• Material to process:
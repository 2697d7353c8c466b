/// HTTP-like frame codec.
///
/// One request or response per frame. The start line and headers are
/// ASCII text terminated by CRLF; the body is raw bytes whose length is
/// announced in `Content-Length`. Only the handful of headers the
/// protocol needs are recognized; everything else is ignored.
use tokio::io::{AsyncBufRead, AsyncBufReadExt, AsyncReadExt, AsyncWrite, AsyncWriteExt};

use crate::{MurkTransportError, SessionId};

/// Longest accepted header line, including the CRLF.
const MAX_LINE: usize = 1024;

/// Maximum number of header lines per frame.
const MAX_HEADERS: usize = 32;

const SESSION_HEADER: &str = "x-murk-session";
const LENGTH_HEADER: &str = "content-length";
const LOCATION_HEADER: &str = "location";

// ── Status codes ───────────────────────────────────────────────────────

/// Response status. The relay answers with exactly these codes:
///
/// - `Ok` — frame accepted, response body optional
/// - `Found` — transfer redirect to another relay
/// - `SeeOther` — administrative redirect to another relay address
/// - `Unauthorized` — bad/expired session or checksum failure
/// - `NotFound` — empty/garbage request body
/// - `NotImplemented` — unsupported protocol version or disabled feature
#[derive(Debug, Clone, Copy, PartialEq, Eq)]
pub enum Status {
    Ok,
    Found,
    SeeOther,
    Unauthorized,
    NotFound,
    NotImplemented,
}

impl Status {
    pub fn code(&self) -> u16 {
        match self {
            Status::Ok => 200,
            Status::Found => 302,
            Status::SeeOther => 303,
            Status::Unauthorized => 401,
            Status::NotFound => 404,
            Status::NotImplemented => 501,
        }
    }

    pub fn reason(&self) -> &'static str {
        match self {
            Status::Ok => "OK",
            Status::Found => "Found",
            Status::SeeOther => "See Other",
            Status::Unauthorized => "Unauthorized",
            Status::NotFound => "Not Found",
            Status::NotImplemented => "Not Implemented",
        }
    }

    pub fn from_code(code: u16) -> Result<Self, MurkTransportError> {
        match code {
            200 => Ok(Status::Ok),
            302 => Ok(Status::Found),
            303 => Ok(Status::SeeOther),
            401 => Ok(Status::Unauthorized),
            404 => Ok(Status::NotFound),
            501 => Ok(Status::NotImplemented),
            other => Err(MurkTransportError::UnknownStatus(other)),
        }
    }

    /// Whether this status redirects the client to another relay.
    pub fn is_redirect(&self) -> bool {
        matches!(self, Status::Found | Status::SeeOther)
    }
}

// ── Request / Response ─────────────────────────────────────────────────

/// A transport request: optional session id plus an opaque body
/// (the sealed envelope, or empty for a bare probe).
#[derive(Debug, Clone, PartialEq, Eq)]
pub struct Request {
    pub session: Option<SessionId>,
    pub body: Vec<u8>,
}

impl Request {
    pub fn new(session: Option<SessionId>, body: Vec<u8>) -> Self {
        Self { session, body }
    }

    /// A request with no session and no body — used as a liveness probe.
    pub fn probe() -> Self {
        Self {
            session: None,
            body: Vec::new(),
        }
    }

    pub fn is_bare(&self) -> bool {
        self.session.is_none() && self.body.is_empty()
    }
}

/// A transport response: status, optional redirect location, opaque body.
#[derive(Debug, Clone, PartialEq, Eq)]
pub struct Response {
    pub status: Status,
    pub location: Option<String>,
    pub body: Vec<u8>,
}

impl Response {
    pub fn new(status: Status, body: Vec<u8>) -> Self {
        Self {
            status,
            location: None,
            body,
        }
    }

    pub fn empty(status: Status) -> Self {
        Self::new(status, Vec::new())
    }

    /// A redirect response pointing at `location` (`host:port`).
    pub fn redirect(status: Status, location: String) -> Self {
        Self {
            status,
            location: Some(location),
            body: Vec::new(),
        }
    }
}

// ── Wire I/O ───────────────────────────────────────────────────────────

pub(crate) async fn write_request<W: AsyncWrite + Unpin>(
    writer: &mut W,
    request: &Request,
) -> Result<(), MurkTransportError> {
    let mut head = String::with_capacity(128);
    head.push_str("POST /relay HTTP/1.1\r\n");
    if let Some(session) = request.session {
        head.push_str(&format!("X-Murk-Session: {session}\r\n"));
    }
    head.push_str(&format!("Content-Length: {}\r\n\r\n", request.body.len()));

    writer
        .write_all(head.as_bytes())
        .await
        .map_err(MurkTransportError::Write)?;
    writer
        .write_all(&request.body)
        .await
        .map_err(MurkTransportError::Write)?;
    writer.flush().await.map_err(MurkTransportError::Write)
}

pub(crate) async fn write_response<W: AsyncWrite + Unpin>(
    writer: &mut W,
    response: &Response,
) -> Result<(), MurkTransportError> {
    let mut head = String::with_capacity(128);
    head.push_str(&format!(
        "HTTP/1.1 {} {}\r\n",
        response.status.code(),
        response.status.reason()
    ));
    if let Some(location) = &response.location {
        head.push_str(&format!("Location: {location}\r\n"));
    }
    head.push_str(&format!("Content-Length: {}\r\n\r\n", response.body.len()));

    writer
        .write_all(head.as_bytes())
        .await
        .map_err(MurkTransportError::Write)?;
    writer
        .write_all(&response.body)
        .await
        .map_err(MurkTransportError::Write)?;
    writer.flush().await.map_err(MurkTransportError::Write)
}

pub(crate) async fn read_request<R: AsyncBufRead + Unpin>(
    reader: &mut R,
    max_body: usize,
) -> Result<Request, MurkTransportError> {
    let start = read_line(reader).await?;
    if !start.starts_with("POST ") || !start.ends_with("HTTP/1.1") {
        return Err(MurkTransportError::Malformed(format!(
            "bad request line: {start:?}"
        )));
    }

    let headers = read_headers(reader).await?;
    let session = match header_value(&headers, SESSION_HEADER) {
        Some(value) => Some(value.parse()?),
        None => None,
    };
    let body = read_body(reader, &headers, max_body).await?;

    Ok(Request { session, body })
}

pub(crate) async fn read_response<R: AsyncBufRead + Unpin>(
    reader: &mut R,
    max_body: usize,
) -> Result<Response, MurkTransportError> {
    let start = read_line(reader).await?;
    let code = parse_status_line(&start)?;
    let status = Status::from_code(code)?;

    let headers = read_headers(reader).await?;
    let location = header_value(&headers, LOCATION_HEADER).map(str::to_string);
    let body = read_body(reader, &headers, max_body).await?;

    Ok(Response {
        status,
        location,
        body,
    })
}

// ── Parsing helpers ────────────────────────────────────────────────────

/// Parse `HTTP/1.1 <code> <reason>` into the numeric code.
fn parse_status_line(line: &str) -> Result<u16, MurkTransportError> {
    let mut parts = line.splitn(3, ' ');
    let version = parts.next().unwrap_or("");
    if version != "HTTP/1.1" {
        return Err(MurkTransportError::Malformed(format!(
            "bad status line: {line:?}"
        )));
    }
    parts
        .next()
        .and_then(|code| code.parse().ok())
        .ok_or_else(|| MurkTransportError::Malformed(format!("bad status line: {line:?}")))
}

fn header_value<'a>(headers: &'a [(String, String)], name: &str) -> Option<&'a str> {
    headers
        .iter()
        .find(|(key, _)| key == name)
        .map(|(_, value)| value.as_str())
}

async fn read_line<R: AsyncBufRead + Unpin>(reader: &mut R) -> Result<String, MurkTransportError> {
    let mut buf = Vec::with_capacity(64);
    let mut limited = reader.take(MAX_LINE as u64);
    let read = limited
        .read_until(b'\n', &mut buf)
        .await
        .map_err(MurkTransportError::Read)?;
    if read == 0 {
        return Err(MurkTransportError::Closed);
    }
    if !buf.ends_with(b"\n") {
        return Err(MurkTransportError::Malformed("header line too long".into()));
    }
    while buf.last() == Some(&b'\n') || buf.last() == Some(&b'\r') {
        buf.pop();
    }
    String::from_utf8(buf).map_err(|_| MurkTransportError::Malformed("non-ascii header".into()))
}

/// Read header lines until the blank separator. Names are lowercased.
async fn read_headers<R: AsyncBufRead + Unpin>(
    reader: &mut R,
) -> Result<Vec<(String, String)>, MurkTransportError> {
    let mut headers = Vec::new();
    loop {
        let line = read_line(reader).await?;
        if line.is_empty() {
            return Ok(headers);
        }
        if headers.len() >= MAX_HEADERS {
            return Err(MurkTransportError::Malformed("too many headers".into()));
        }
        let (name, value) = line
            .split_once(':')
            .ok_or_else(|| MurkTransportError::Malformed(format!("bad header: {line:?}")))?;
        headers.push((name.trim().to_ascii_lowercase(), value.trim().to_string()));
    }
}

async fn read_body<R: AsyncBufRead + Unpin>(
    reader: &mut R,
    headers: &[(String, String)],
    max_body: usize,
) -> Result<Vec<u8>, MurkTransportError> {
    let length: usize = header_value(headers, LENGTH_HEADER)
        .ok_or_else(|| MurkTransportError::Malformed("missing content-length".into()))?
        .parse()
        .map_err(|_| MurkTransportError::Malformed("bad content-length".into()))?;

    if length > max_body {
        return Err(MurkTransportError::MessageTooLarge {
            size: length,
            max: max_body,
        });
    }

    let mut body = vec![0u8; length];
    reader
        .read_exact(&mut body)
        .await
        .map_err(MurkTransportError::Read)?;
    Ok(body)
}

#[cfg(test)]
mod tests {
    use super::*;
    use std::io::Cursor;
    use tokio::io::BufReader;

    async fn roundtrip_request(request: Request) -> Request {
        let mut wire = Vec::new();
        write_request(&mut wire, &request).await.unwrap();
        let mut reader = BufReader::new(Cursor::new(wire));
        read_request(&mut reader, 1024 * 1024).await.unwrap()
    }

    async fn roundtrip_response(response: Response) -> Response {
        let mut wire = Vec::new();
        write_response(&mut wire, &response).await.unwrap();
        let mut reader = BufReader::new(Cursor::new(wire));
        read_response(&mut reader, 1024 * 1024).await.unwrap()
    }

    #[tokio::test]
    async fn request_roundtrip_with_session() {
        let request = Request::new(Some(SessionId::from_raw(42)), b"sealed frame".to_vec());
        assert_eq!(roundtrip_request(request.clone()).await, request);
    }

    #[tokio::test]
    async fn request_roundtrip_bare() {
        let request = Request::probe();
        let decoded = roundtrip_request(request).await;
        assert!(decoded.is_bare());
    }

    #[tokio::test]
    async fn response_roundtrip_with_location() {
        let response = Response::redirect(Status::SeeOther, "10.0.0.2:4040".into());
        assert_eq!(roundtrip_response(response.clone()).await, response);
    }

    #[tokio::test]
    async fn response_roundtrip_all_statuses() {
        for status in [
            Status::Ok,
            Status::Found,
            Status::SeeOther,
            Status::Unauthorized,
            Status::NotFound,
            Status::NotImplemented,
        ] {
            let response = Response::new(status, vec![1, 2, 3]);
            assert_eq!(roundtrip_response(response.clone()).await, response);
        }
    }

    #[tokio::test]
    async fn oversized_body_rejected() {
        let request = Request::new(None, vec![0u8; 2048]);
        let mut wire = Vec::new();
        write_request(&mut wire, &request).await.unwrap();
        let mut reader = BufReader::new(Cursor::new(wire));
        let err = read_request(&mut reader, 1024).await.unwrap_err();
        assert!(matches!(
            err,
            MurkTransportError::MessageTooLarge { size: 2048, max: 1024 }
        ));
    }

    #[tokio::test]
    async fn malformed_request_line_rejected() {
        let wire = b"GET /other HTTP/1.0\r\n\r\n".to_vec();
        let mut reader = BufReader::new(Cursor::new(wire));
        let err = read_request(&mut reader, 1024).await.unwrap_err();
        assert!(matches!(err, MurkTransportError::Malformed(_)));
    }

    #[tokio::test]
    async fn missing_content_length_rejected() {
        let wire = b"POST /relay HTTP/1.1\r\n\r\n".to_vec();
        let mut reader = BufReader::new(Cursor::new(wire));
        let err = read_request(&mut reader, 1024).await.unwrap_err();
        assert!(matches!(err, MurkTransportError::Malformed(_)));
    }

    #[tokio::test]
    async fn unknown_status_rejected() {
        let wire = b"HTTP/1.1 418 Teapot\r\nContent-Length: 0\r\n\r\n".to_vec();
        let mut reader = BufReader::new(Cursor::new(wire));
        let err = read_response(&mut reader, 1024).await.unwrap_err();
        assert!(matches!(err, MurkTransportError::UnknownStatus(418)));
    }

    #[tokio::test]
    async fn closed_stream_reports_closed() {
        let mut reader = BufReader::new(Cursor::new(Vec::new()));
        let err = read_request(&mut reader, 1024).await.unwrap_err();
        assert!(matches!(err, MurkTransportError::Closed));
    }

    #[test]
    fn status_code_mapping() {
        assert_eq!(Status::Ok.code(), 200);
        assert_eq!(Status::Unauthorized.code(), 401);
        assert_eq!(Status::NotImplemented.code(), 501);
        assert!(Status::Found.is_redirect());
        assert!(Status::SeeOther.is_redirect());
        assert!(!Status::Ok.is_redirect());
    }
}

• Description of the task:
The first line of the data, the line with "pub fn code(&self)", and all lines in between are to be copied exactly. Leave out everything else.

• Output of the task:
repository 2697d7353c8c466b
/// HTTP-like frame codec.
///
/// One request or response per frame. The start line and headers are
/// ASCII text terminated by CRLF; the body is raw bytes whose length is
/// announced in `Content-Length`. Only the handful of headers the
/// protocol needs are recognized; everything else is ignored.
use tokio::io::{AsyncBufRead, AsyncBufReadExt, AsyncReadExt, AsyncWrite, AsyncWriteExt};

use crate::{MurkTransportError, SessionId};

/// Longest accepted header line, including the CRLF.
const MAX_LINE: usize = 1024;

/// Maximum number of header lines per frame.
const MAX_HEADERS: usize = 32;

const SESSION_HEADER: &str = "x-murk-session";
const LENGTH_HEADER: &str = "content-length";
const LOCATION_HEADER: &str = "location";

// ── Status codes ───────────────────────────────────────────────────────

/// Response status. The relay answers with exactly these codes:
///
/// - `Ok` — frame accepted, response body optional
/// - `Found` — transfer redirect to another relay
/// - `SeeOther` — administrative redirect to another relay address
/// - `Unauthorized` — bad/expired session or checksum failure
/// - `NotFound` — empty/garbage request body
/// - `NotImplemented` — unsupported protocol version or disabled feature
#[derive(Debug, Clone, Copy, PartialEq, Eq)]
pub enum Status {
    Ok,
    Found,
    SeeOther,
    Unauthorized,
    NotFound,
    NotImplemented,
}

impl Status {
    pub fn code(&self) -> u16 {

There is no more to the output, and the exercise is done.